As Indian foreign minister Subrahmanyam Jaishankar has pointed out, India views the Eurasian landmass as dominated by three major powers: China, India and Russia.

"India's longstanding rivalry with China -- including border tensions that have lasted more than four years -- drives its efforts to prevent Moscow from drawing closer to Beijing.

India's dependence on Russian arms looms large in the relationship. The Stockholm International Peace Research Institute estimates that only 36% of Indian arms imports between 2019 and 2023 were from Russia, down from 76% between 2009 and 2013. But India's large inventory of Soviet and Russian weapons means it's still dependent on Moscow for spare parts and ammunition. 

India has saved about $13 billion by buying steeply discounted Russian oil since 2022, according to ICRA, a rating agency.
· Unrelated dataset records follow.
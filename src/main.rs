use std::path::{Path, PathBuf};
use std::process::ExitCode;

use clap::Parser;
use docx_tidy::{MAX_LEVEL, NumberFormat, OutlineOptions, Profile, Report};

/// Renumber headings and normalize the formatting of Word documents.
#[derive(Parser)]
#[command(name = "docx-tidy", version, about)]
struct Cli {
    /// .docx files to process
    #[arg(required_unless_present = "print_config")]
    inputs: Vec<PathBuf>,

    /// Write results here instead of next to each input
    #[arg(short, long)]
    output_dir: Option<PathBuf>,

    /// Appended to the file stem of each output
    #[arg(long, default_value = "_formatted")]
    suffix: String,

    /// JSON profile; fields it leaves out keep their defaults
    #[arg(short, long)]
    config: Option<PathBuf>,

    /// Print the effective profile as JSON and exit
    #[arg(long)]
    print_config: bool,

    /// Leave heading text and Word list numbering alone
    #[arg(long)]
    no_numbering: bool,

    /// Number heading level N with FORMAT, e.g. `3=dotted_path`
    #[arg(long = "level", value_name = "N=FORMAT", value_parser = parse_level_format)]
    levels: Vec<(u8, NumberFormat)>,

    /// Do not number heading level N
    #[arg(long = "skip-level", value_name = "N", value_parser = clap::value_parser!(u8).range(1..=MAX_LEVEL as i64))]
    skip_levels: Vec<u8>,

    /// Skip heading promotion, demotion, indent and list clean-up
    #[arg(long)]
    no_outline: bool,

    /// Print one JSON report line per processed file on stdout
    #[arg(long)]
    json: bool,

    #[arg(long)]
    body_font: Option<String>,

    #[arg(long)]
    body_east_asia_font: Option<String>,

    /// Body font size in points
    #[arg(long)]
    body_size: Option<f32>,

    /// Space before body paragraphs in points
    #[arg(long)]
    body_space_before: Option<f32>,

    /// Space after body paragraphs in points
    #[arg(long)]
    body_space_after: Option<f32>,

    /// Body line spacing as a multiple of single spacing
    #[arg(long)]
    body_line_spacing: Option<f32>,

    /// First-line indent of body paragraphs in cm
    #[arg(long)]
    first_line_indent: Option<f32>,

    #[arg(long)]
    table_font: Option<String>,

    #[arg(long)]
    table_east_asia_font: Option<String>,

    /// Table font size in points
    #[arg(long)]
    table_size: Option<f32>,

    /// Space before cell paragraphs in points
    #[arg(long)]
    table_space_before: Option<f32>,

    /// Space after cell paragraphs in points
    #[arg(long)]
    table_space_after: Option<f32>,

    /// Cell line spacing as a multiple of single spacing
    #[arg(long)]
    table_line_spacing: Option<f32>,

    /// Table width in inches
    #[arg(long)]
    table_width: Option<f32>,
}

fn parse_level_format(s: &str) -> Result<(u8, NumberFormat), String> {
    let (level, format) = s
        .split_once('=')
        .ok_or_else(|| format!("expected N=FORMAT, got `{s}`"))?;
    let level: u8 = level
        .trim()
        .parse()
        .map_err(|_| format!("invalid level `{level}`"))?;
    if !(1..=MAX_LEVEL).contains(&level) {
        return Err(format!("level {level} is outside 1..={MAX_LEVEL}"));
    }
    Ok((level, format.trim().parse()?))
}

impl Cli {
    fn profile(&self) -> Result<Profile, docx_tidy::Error> {
        let mut profile = match &self.config {
            Some(path) => Profile::from_json_file(path)?,
            None => Profile::default(),
        };

        if self.no_numbering {
            profile.numbering.enabled = false;
        }
        for &(level, format) in &self.levels {
            if let Some(rule) = profile.numbering.level_mut(level) {
                rule.apply = true;
                rule.format = format;
            }
        }
        for &level in &self.skip_levels {
            if let Some(rule) = profile.numbering.level_mut(level) {
                rule.apply = false;
            }
        }
        if self.no_outline {
            profile.outline = OutlineOptions::disabled();
        }

        let body = &mut profile.body;
        if let Some(v) = &self.body_font {
            body.font = v.clone();
        }
        if let Some(v) = &self.body_east_asia_font {
            body.east_asia_font = v.clone();
        }
        if let Some(v) = self.body_size {
            body.size_pt = v;
        }
        if let Some(v) = self.body_space_before {
            body.space_before_pt = v;
        }
        if let Some(v) = self.body_space_after {
            body.space_after_pt = v;
        }
        if let Some(v) = self.body_line_spacing {
            body.line_spacing = v;
        }
        if let Some(v) = self.first_line_indent {
            body.first_line_indent_cm = v;
        }

        let table = &mut profile.table;
        if let Some(v) = &self.table_font {
            table.font = v.clone();
        }
        if let Some(v) = &self.table_east_asia_font {
            table.east_asia_font = v.clone();
        }
        if let Some(v) = self.table_size {
            table.size_pt = v;
        }
        if let Some(v) = self.table_space_before {
            table.space_before_pt = v;
        }
        if let Some(v) = self.table_space_after {
            table.space_after_pt = v;
        }
        if let Some(v) = self.table_line_spacing {
            table.line_spacing = v;
        }
        if let Some(v) = self.table_width {
            table.width_in = v;
        }

        profile.validate()?;
        Ok(profile)
    }

    fn output_path(&self, input: &Path) -> PathBuf {
        let stem = input
            .file_stem()
            .map(|s| s.to_string_lossy().into_owned())
            .unwrap_or_else(|| "document".into());
        let name = format!("{stem}{}.docx", self.suffix);
        match &self.output_dir {
            Some(dir) => dir.join(name),
            None => input.with_file_name(name),
        }
    }
}

fn report_line(input: &Path, output: &Path, report: &Report) -> serde_json::Result<String> {
    serde_json::to_string(&serde_json::json!({
        "input": input,
        "output": output,
        "report": report,
    }))
}

fn main() -> ExitCode {
    env_logger::Builder::from_env(env_logger::Env::default().default_filter_or("info")).init();
    let cli = Cli::parse();

    let profile = match cli.profile() {
        Ok(p) => p,
        Err(e) => {
            log::error!("{e}");
            return ExitCode::FAILURE;
        }
    };

    if cli.print_config {
        return match profile.to_json() {
            Ok(json) => {
                println!("{json}");
                ExitCode::SUCCESS
            }
            Err(e) => {
                log::error!("{e}");
                ExitCode::FAILURE
            }
        };
    }

    if let Some(dir) = &cli.output_dir
        && let Err(e) = std::fs::create_dir_all(dir)
    {
        log::error!("Cannot create {}: {e}", dir.display());
        return ExitCode::FAILURE;
    }

    let mut failed = 0;
    for input in &cli.inputs {
        let output = cli.output_path(input);
        match docx_tidy::tidy_docx(input, &output, &profile) {
            Ok(report) => {
                log::info!(
                    "{} -> {}: {} headings numbered, {} promoted, {} demoted, {} body paragraphs, {} tables",
                    input.display(),
                    output.display(),
                    report.numbered,
                    report.promoted,
                    report.demoted_empty + report.demoted_without_content,
                    report.body_paragraphs_formatted,
                    report.tables_formatted,
                );
                if cli.json {
                    match report_line(input, &output, &report) {
                        Ok(line) => println!("{line}"),
                        Err(e) => log::error!("{}: {e}", input.display()),
                    }
                }
            }
            Err(e) => {
                log::error!("{}: {e}", input.display());
                failed += 1;
            }
        }
    }

    if failed > 0 {
        log::error!("{failed} of {} files failed", cli.inputs.len());
        ExitCode::FAILURE
    } else {
        ExitCode::SUCCESS
    }
}

#[cfg(test)]
mod tests {
    use super::*;

    #[test]
    fn level_format_pairs_parse() {
        assert_eq!(parse_level_format("3=dotted_path"), Ok((3, NumberFormat::DottedPath)));
        assert_eq!(parse_level_format(" 1 = chinese "), Ok((1, NumberFormat::Chinese)));
        assert!(parse_level_format("3").is_err());
        assert!(parse_level_format("0=arabic_dot").is_err());
        assert!(parse_level_format("10=arabic_dot").is_err());
        assert!(parse_level_format("x=arabic_dot").is_err());
        assert!(parse_level_format("2=hex").is_err());
    }

    #[test]
    fn output_goes_next_to_input_by_default() {
        let cli = Cli::parse_from(["docx-tidy", "dir/a.docx"]);
        assert_eq!(cli.output_path(Path::new("dir/a.docx")), PathBuf::from("dir/a_formatted.docx"));
    }

    #[test]
    fn output_dir_and_suffix_are_used() {
        let cli = Cli::parse_from(["docx-tidy", "-o", "out", "--suffix", "_x", "dir/a.docx"]);
        assert_eq!(cli.output_path(Path::new("dir/a.docx")), PathBuf::from("out/a_x.docx"));
    }

    #[test]
    fn flags_override_profile_defaults() {
        let cli = Cli::parse_from([
            "docx-tidy",
            "--level",
            "2=circled",
            "--skip-level",
            "4",
            "--body-space-before",
            "3",
            "--body-space-after",
            "9",
            "--table-east-asia-font",
            "楷体",
            "--table-space-before",
            "1",
            "--table-space-after",
            "2",
            "--table-line-spacing",
            "1.5",
            "a.docx",
        ]);
        let profile = cli.profile().unwrap();

        let level2 = profile.numbering.level(2).unwrap();
        assert!(level2.apply);
        assert_eq!(level2.format, NumberFormat::Circled);
        assert!(!profile.numbering.level(4).unwrap().apply);
        assert_eq!(profile.body.space_before_pt, 3.0);
        assert_eq!(profile.body.space_after_pt, 9.0);
        assert_eq!(profile.table.east_asia_font, "楷体");
        assert_eq!(profile.table.space_before_pt, 1.0);
        assert_eq!(profile.table.space_after_pt, 2.0);
        assert_eq!(profile.table.line_spacing, 1.5);
        assert_eq!(profile.table.font, Profile::default().table.font);
    }

    #[test]
    fn out_of_range_override_is_rejected() {
        let cli = Cli::parse_from(["docx-tidy", "--table-line-spacing", "4", "a.docx"]);
        assert!(cli.profile().is_err());
    }

    #[test]
    fn report_line_is_one_json_object() {
        let report = Report {
            numbered: 4,
            tables_formatted: 1,
            ..Report::default()
        };
        let line = report_line(Path::new("a.docx"), Path::new("a_formatted.docx"), &report).unwrap();
        assert!(!line.contains('\n'));
        let value: serde_json::Value = serde_json::from_str(&line).unwrap();
        assert_eq!(value["input"], "a.docx");
        assert_eq!(value["output"], "a_formatted.docx");
        assert_eq!(value["report"]["numbered"], 4);
        assert_eq!(value["report"]["tables_formatted"], 1);
        assert_eq!(value["report"]["promoted"], 0);
    }
}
India also sourced about a quarter of its imported fertilizer from Russia last year.

Domestically, India hasn't fully shed its old Cold War habit of measuring its independence by its ability to thumb its nose at America. Even today, some of India's foreign-policy commentators view Russia in a sentimental light, as the friend that helped India stare down an unfriendly U.S. in the 1971 India-Pakistan war, the conflict that led to the birth of Bangladesh. Dealing with Russia can also seem simpler than dealing with the U.S. Mr. Putin raises no pesky questions about democratic backsliding or "human rights", and the Russian media tamely takes its cues from the Kremlin.

Russophile Indian pundits hold an almost mystical view of Russia as an eternal great power. 

Indian foreign-policy scholar Zorawar Daulet Singh says Russia is "too proud, too independent and too militarily powerful to ever submit to China." 

Mr. Jaishankar, the foreign minister, calls India's "special and privileged strategic partnership" with Russia the "one constant in world politics."" [1]

The West has to quickly put its house in order. American Trump started already. What about the EU?

1. East is East: India and Russia: Less Than Meets the Eye. Dhume, Sadanand.  Wall Street Journal, Eastern edition; New York, N.Y.. 18 July 2024: A.13.